◆ PROBLEM: What lines in the records include the string "Deserialize"? Return each one.

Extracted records
═══

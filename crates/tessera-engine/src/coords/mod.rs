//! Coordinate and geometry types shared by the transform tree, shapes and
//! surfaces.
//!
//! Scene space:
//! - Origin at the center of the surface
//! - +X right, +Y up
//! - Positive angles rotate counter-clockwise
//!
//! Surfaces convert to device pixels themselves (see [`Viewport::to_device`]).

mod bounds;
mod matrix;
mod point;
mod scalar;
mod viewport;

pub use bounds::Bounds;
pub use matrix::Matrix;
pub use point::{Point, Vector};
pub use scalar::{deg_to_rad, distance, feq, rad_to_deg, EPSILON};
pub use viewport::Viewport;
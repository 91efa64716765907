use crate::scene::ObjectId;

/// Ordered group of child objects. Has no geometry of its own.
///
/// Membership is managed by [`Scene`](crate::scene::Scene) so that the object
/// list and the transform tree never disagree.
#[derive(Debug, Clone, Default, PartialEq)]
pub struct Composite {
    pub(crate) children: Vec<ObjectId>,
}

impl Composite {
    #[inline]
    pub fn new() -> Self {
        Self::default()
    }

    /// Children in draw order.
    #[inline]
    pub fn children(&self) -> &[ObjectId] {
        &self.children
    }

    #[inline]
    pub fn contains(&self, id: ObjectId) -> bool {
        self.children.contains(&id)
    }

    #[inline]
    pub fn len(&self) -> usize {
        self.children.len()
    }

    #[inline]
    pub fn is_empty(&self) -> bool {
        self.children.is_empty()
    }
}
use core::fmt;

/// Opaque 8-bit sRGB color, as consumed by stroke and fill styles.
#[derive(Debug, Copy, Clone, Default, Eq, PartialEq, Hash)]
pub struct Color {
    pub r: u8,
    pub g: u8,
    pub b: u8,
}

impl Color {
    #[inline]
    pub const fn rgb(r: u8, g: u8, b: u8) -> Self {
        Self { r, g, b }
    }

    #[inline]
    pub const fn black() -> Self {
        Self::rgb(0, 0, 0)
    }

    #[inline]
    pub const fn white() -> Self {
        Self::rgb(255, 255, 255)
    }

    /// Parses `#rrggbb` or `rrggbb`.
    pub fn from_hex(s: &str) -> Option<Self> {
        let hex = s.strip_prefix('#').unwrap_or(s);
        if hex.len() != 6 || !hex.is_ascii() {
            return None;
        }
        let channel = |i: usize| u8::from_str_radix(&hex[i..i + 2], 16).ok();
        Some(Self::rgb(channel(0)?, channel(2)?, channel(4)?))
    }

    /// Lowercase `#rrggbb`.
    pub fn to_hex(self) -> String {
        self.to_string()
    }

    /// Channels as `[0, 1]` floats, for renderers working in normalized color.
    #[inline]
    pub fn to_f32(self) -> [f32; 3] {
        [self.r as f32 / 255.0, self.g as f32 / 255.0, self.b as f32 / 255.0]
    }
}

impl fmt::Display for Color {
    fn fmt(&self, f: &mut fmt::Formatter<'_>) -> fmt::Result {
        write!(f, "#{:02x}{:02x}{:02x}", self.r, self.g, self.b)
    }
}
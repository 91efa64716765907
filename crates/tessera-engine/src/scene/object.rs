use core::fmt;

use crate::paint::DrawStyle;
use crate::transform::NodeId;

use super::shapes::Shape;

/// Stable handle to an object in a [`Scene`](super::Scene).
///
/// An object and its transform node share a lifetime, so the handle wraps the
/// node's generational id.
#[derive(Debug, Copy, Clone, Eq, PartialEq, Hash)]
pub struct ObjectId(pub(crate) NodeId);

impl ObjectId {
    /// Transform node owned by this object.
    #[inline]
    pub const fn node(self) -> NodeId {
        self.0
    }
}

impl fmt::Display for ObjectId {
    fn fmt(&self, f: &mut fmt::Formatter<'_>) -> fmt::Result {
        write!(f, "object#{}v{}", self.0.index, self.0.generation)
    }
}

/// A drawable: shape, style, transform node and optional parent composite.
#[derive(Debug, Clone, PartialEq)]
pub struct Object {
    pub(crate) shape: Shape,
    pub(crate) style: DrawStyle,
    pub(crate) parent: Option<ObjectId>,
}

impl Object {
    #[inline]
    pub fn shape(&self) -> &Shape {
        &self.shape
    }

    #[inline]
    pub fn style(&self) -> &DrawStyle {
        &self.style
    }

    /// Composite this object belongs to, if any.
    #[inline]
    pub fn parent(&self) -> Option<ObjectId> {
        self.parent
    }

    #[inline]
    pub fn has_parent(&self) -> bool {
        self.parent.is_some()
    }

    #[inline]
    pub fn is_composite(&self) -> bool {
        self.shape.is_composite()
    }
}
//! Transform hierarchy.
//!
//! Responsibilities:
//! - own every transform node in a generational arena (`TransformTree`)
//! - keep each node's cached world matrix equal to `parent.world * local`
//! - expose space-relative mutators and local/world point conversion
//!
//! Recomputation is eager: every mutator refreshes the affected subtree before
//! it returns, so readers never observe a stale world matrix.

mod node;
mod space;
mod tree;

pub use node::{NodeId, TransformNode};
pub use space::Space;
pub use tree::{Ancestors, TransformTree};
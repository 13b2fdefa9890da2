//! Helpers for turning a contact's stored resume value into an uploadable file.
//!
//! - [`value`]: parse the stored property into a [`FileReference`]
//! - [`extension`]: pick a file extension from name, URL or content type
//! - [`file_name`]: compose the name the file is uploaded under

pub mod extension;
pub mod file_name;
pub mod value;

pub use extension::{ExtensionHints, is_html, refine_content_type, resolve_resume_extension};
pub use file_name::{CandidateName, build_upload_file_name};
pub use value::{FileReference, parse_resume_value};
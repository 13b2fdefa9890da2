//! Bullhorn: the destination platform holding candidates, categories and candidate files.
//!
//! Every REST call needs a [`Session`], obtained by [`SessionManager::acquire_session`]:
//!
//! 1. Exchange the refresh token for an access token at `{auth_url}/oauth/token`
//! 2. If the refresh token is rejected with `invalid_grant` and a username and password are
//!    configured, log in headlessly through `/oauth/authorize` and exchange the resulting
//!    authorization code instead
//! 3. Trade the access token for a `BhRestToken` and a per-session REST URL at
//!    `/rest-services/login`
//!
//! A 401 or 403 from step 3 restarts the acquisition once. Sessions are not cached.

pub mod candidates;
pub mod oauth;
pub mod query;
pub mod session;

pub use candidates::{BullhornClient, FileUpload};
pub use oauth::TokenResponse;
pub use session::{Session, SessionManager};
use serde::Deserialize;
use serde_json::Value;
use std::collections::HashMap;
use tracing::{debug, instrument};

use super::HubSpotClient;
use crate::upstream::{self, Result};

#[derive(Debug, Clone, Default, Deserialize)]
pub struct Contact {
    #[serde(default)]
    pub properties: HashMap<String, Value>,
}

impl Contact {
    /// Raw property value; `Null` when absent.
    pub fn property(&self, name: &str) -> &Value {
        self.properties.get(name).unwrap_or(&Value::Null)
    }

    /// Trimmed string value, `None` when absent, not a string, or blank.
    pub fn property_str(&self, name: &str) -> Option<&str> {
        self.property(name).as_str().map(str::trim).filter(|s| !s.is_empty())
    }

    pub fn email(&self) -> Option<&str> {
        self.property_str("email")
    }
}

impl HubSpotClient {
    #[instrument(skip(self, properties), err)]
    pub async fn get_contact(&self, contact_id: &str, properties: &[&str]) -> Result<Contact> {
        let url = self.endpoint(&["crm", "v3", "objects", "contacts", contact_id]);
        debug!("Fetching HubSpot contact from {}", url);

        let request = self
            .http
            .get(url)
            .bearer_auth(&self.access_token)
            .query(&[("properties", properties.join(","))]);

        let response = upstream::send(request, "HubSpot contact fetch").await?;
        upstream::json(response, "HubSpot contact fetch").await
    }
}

═══

◆ EXERCISE RESPONSE:
use serde::Deserialize;
#[derive(Debug, Clone, Default, Deserialize)]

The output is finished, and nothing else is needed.